Developer Guide for Cytotoxicity Pipeline

The Cytotoxicity pipeline is a modular, CLI-based workflow designed for flexibility and reusability. The workflow consists of the following main steps:

  1. Preprocessing: Transforms raw images into processed images.
    Input: image → Output: image

  2. Segmentation: Converts images to segmentation labels, or refines existing labels.
    Input: image → label / label → label

  3. Tabulation: Converts images or labels into a sparse tabular format for downstream analysis.
    Input: image → dataframe / label → dataframe

  4. Tracking: Tracks objects over time using either dense (label-based) or sparse (feature point-based) methods.
    Input: label → dataframe / dataframe → dataframe

  5. Analysis: Performs analysis and visualization using any combination of images, labels, or tabular data.
    Input: dataframe → dataframe / arbitrary outputs

Each step is implemented as an independent module, allowing for easy customization and extension of the pipeline.

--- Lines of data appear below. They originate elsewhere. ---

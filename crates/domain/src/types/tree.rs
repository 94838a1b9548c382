//! Archive file tree nodes

use serde::{Deserialize, Serialize};

use crate::impl_domain_status_conversions;

/// Kind of entry in the archive tree
#[derive(Debug, Clone, Copy, PartialEq, Eq, Hash, Serialize, Deserialize)]
pub enum NodeType {
    #[serde(rename = "FILE", alias = "file")]
    File,
    #[serde(rename = "DIRECTORY", alias = "directory")]
    Directory,
}

impl_domain_status_conversions!(NodeType {
    File => "file",
    Directory => "directory",
});

/// One file-or-directory entry of a device archive.
///
/// The root level has no parent node; listing it is done with `id = None`.
/// Paths keep the case stored by the backup service but are compared
/// case-insensitively.
#[derive(Debug, Clone, PartialEq, Eq, Serialize, Deserialize)]
pub struct TreeNode {
    pub id: Option<String>,
    pub path: String,
    #[serde(rename = "type")]
    pub node_type: NodeType,
}

impl TreeNode {
    pub fn new(id: Option<String>, path: impl Into<String>, node_type: NodeType) -> Self {
        Self { id, path: path.into(), node_type }
    }

    pub fn is_directory(&self) -> bool {
        self.node_type == NodeType::Directory
    }

    /// Case-insensitive comparison against a candidate path
    pub fn matches_path(&self, candidate: &str) -> bool {
        self.path.to_lowercase() == candidate.to_lowercase()
    }

    /// Path of a direct child named `segment`
    pub fn child_path(&self, segment: &str) -> String {
        join_path(&self.path, segment)
    }
}

/// Join an archive path and a single segment with exactly one `/`.
pub fn join_path(parent: &str, segment: &str) -> String {
    if parent.ends_with('/') {
        format!("{parent}{segment}")
    } else {
        format!("{parent}/{segment}")
    }
}

/// Convert Windows-style separators to the forward slashes the archive uses.
pub fn normalize_path(path: &str) -> String {
    path.replace('\\', "/")
}

#[cfg(test)]
mod tests {
    use super::*;

    #[test]
    fn join_respects_trailing_separator() {
        assert_eq!(join_path("C:/", "Users"), "C:/Users");
        assert_eq!(join_path("/", "Users"), "/Users");
        assert_eq!(join_path("/Users/qa", "Downloads"), "/Users/qa/Downloads");
    }

    #[test]
    fn normalizes_backslashes() {
        assert_eq!(normalize_path(r"C:\Users\qa\file.txt"), "C:/Users/qa/file.txt");
        assert_eq!(normalize_path("/already/fine"), "/already/fine");
    }

    #[test]
    fn matches_path_ignores_case() {
        let node = TreeNode::new(Some("9".into()), "C:/Users/qa/Downloads/File.txt", NodeType::File);
        assert!(node.matches_path("C:/users/QA/downloads/File.TXT"));
        assert!(!node.matches_path("C:/users/QA/downloads/File.TXT.bak"));
    }

    #[test]
    fn node_type_accepts_either_case_on_the_wire() {
        let node: TreeNode =
            serde_json::from_str(r#"{"id":"1","path":"/Users","type":"directory"}"#).unwrap();
        assert!(node.is_directory());
        let node: TreeNode =
            serde_json::from_str(r#"{"id":null,"path":"/","type":"DIRECTORY"}"#).unwrap();
        assert_eq!(node.id, None);
        assert_eq!(serde_json::to_value(node.node_type).unwrap(), "DIRECTORY");
    }
}
//! Display and `FromStr` for the small closed enums of the domain
//!
//! ```rust
//! use restorekit_domain::impl_domain_status_conversions;
//!
//! #[derive(Debug, Clone, Copy, PartialEq, Eq)]
//! pub enum Transfer {
//!     Queued,
//!     Sent,
//! }
//!
//! impl_domain_status_conversions!(Transfer {
//!     Queued => "queued",
//!     Sent => "sent",
//! });
//!
//! assert_eq!(Transfer::Sent.as_str(), "sent");
//! assert_eq!("QUEUED".parse::<Transfer>().unwrap(), Transfer::Queued);
//! ```

/// Generates `as_str`, `Display` and a case-insensitive `FromStr`.
///
/// The string literals must be lowercase. Parsing failures surface as
/// [`RestoreKitError::InvalidInput`](crate::RestoreKitError::InvalidInput)
/// naming the enum.
#[macro_export]
macro_rules! impl_domain_status_conversions {
    ($enum_name:ident { $($variant:ident => $str:literal),+ $(,)? }) => {
        impl $enum_name {
            /// Lowercase name used in logs and config files.
            pub const fn as_str(&self) -> &'static str {
                match self {
                    $(Self::$variant => $str,)+
                }
            }
        }

        impl std::fmt::Display for $enum_name {
            fn fmt(&self, f: &mut std::fmt::Formatter<'_>) -> std::fmt::Result {
                f.write_str(self.as_str())
            }
        }

        impl std::str::FromStr for $enum_name {
            type Err = $crate::RestoreKitError;

            fn from_str(s: &str) -> ::std::result::Result<Self, Self::Err> {
                match s.trim().to_ascii_lowercase().as_str() {
                    $($str => Ok(Self::$variant),)+
                    _ => Err($crate::RestoreKitError::InvalidInput(format!(
                        "unknown {}: {s:?}",
                        stringify!($enum_name)
                    ))),
                }
            }
        }
    };
}
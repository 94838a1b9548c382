//! Port interfaces for archive restore
//!
//! These traits define the boundary between the restore orchestration and
//! the storage service's HTTP API.

use async_trait::async_trait;
use bytes::Bytes;
use futures::stream::BoxStream;
use restorekit_domain::{
    PushRestoreJobRequest, RestoreJobRequest, RestoreJobStatus, RestoreSession, Result,
    SessionSecret, SizeJob, SizeJobStatus, TreeNode,
};

/// Body of a finished restore, read by the caller chunk by chunk.
pub type ByteStream = BoxStream<'static, Result<Bytes>>;

/// Remote archive tree and restore job operations
#[async_trait]
pub trait RemoteTreeClient: Send + Sync {
    /// List the direct children of `node_id`, or the root level when `None`.
    async fn list_children(
        &self,
        session: &RestoreSession,
        node_id: Option<&str>,
        show_deleted: Option<bool>,
    ) -> Result<Vec<TreeNode>>;

    /// Start a size calculation for one node
    async fn create_size_job(&self, device_guid: &str, file_id: &str) -> Result<SizeJob>;

    async fn get_size_job(&self, job_id: &str, device_guid: &str) -> Result<SizeJobStatus>;

    /// Submit a web restore and return its job id
    async fn submit_restore(&self, request: &RestoreJobRequest) -> Result<String>;

    async fn get_restore_status(&self, job_id: &str) -> Result<RestoreJobStatus>;

    /// Open the result of a finished restore as a byte stream
    async fn stream_restore_result(&self, job_id: &str) -> Result<ByteStream>;

    /// Submit a push restore and return its job id
    async fn submit_push_restore(&self, request: &PushRestoreJobRequest) -> Result<String>;

    async fn cancel_restore(&self, job_id: &str) -> Result<()>;
}

/// Connectivity lookups for push-restore targets
#[async_trait]
pub trait DeviceConnectivity: Send + Sync {
    /// URL of the server the device is connected to, `None` when offline.
    async fn connected_server_url(&self, device_guid: &str) -> Result<Option<String>>;
}

/// Opens restore sessions against a device archive
#[async_trait]
pub trait RestoreSessionProvider: Send + Sync {
    async fn data_key_token(&self, device_guid: &str) -> Result<String>;

    /// Open a session and return its id
    async fn create_restore_session(
        &self,
        device_guid: &str,
        secret: &SessionSecret,
    ) -> Result<String>;
}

For each workflow process it only accept specific type of input-output pair. To enhance module reusability the data is interfaced as a python dictionary object, e.g. in preprocessing we provide a dict input with keyword “image”. Then return file is in the same format.

For individual steps check the table for input-output dictionary key-pairs:

Step

Input Key

Output Key

Preprocessing

“image”

“image”

Segmentation

“image”/”label”

“label”

Tabulate

“image”/”label”

“dataframe”

Tracking

“dataframe”

“dataframe”

Analysis

“image”/”label”/”dataframe”

arbitrary

For short, following the template class for the modular workflow:

class MySegmentationClass(object):
    def __init__(self,arg1=[0,1,2],arg2="foo", verbose=True) -> None:
        """
        Function documentation comes to here

        Args:
            arg1 (tuple or int): Tuple or integer argument input
            arg2 (str): String input
            verbose (bool): Turn on or off the processing printout
        """
        self.name = "MyPreprocessingClass"
        self.arg1 = arg1
        self.arg2 = arg2
        self.verbose = verbose

    def __call__(self, data) -> Any:
        image = data["image"]

        if self.verbose:
            tqdm.write("Class args: [{},{}]".format(self.arg1,self.arg2))

        # some processing here
        ...
        label = awesome_segmentation(image)

        return {"image": image, "label": label}

A full example of the class can be found in ../preprocessing/normalization.py

⚠️ Important: Add your package dependency to requirements.txt ⚠️

⚠️ Add notes to README.md and/or ./doc/setup.md when necessary, particularly conda/mamba specific dependencies⚠️

To load the class back to the main function you only need to add corresponding header import and edit the pipeline YAML file.

Custom Intermediate Output

TODO

Dask Support

For better big data management we recommended the usage of Dask array than numpy, though in some cases cupy and numpy may do the work.